Telomere repeat binding factor 2 (TRF2) is an essential component of the telomeres and also plays an important role in a number of other non-telomeric processes. Detailed knowledge of the binding and interaction of TRF2 with telomeric nucleosomes is limited. Here, we study the binding of TRF2 to in vitro-reconstituted kilobasepair-long human telomeric chromatin fibres using electron microscopy, single-molecule force spectroscopy and analytical ultracentrifugation sedimentation velocity. Our electron microscopy results revealed that full-length and N-terminally truncated TRF2 promote the formation of a columnar structure of the fibres with an average width and compaction larger than that induced by the addition of Mg2+, in agreement with the in vivo observations. Single-molecule force spectroscopy showed that TRF2 increases the mechanical and thermodynamic stability of the telomeric fibres when stretched with magnetic tweezers. This was in contrast to the result for fibres reconstituted on the 'Widom 601' high-affinity nucleosome positioning sequence, where minor effects on fibre stability were observed. Overall, TRF2 binding induces and stabilises columnar fibres, which may play an important role in telomere maintenance.

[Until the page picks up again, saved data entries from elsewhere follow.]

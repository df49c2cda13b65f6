// Square helpers and precomputed target tables for move generation

use arrayvec::ArrayVec;
use std::sync::OnceLock;

// Direction deltas on the 0..64 square grid (a1 = 0, h8 = 63)
pub const NORTH: i8 = 8;
pub const SOUTH: i8 = -8;
pub const EAST: i8 = 1;
pub const WEST: i8 = -1;
pub const NORTH_EAST: i8 = 9;
pub const NORTH_WEST: i8 = 7;
pub const SOUTH_EAST: i8 = -7;
pub const SOUTH_WEST: i8 = -9;

pub const BISHOP_DIRECTIONS: [i8; 4] = [NORTH_EAST, NORTH_WEST, SOUTH_EAST, SOUTH_WEST];
pub const ROOK_DIRECTIONS: [i8; 4] = [NORTH, SOUTH, EAST, WEST];
pub const QUEEN_DIRECTIONS: [i8; 8] = [
    NORTH, SOUTH, EAST, WEST, NORTH_EAST, NORTH_WEST, SOUTH_EAST, SOUTH_WEST,
];

#[inline]
pub fn square_file(sq: u8) -> u8 {
    sq & 7
}

#[inline]
pub fn square_rank(sq: u8) -> u8 {
    sq >> 3
}

#[inline]
pub fn make_square(file: u8, rank: u8) -> u8 {
    rank * 8 + file
}

/// Algebraic name of a square ("e4")
pub fn square_name(sq: u8) -> String {
    let mut s = String::with_capacity(2);
    s.push((b'a' + square_file(sq)) as char);
    s.push((b'1' + square_rank(sq)) as char);
    s
}

/// Parse algebraic notation; None for anything that is not a board square
pub fn parse_square(name: &str) -> Option<u8> {
    let bytes = name.as_bytes();
    if bytes.len() != 2 {
        return None;
    }
    let file = bytes[0].wrapping_sub(b'a');
    let rank = bytes[1].wrapping_sub(b'1');
    if file < 8 && rank < 8 {
        Some(make_square(file, rank))
    } else {
        None
    }
}

// Bit iteration over target-set masks
#[inline]
pub fn pop_lsb(bb: &mut u64) -> Option<u8> {
    if *bb == 0 {
        return None;
    }
    let lsb = bb.trailing_zeros() as u8;
    *bb &= *bb - 1;
    Some(lsb)
}

// Precomputed knight and king target lists, built once behind OnceLock
pub type TargetList = ArrayVec<u8, 8>;

static KNIGHT_TARGETS: OnceLock<[TargetList; 64]> = OnceLock::new();
static KING_TARGETS: OnceLock<[TargetList; 64]> = OnceLock::new();

fn build_targets(offsets: &[(i8, i8)]) -> [TargetList; 64] {
    std::array::from_fn(|sq| {
        let file = (sq % 8) as i8;
        let rank = (sq / 8) as i8;
        let mut targets = TargetList::new();
        for &(df, dr) in offsets {
            let nf = file + df;
            let nr = rank + dr;
            if (0..8).contains(&nf) && (0..8).contains(&nr) {
                targets.push((nr * 8 + nf) as u8);
            }
        }
        targets
    })
}

fn build_knight_targets() -> [TargetList; 64] {
    const OFFSETS: [(i8, i8); 8] = [
        (-2, -1),
        (-2, 1),
        (-1, -2),
        (-1, 2),
        (1, -2),
        (1, 2),
        (2, -1),
        (2, 1),
    ];
    build_targets(&OFFSETS)
}

fn build_king_targets() -> [TargetList; 64] {
    const OFFSETS: [(i8, i8); 8] = [
        (-1, -1),
        (-1, 0),
        (-1, 1),
        (0, -1),
        (0, 1),
        (1, -1),
        (1, 0),
        (1, 1),
    ];
    build_targets(&OFFSETS)
}

#[inline(always)]
pub fn init_move_tables() {
    KNIGHT_TARGETS.get_or_init(build_knight_targets);
    KING_TARGETS.get_or_init(build_king_targets);
}

#[inline]
pub fn knight_targets(sq: u8) -> &'static [u8] {
    let table = KNIGHT_TARGETS.get_or_init(build_knight_targets);
    &table[sq as usize]
}

#[inline]
pub fn king_targets(sq: u8) -> &'static [u8] {
    let table = KING_TARGETS.get_or_init(build_king_targets);
    &table[sq as usize]
}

Telomere maintenance depends on the structural organisation and compaction of the ends of human chromosomes. Here, structural and biophysical studies uncover a role for the shelterin complex subunit TRF2 in facilitating a compact columnar structure of telomeric chromatin, suggesting coordination across nucleosomes.TRF2 binding to the telomeric nucleosome array does not lead to histone eviction. TRF2 binding results in homogenous compaction of telomeric chromatin fibres. TRF2-induced chromatin compaction enhances telomeric fibre maintenance and stability. Structural and biophysical analyses reveal that TRF2 can impose a unique chromatin architecture coordinated across nucleosomes.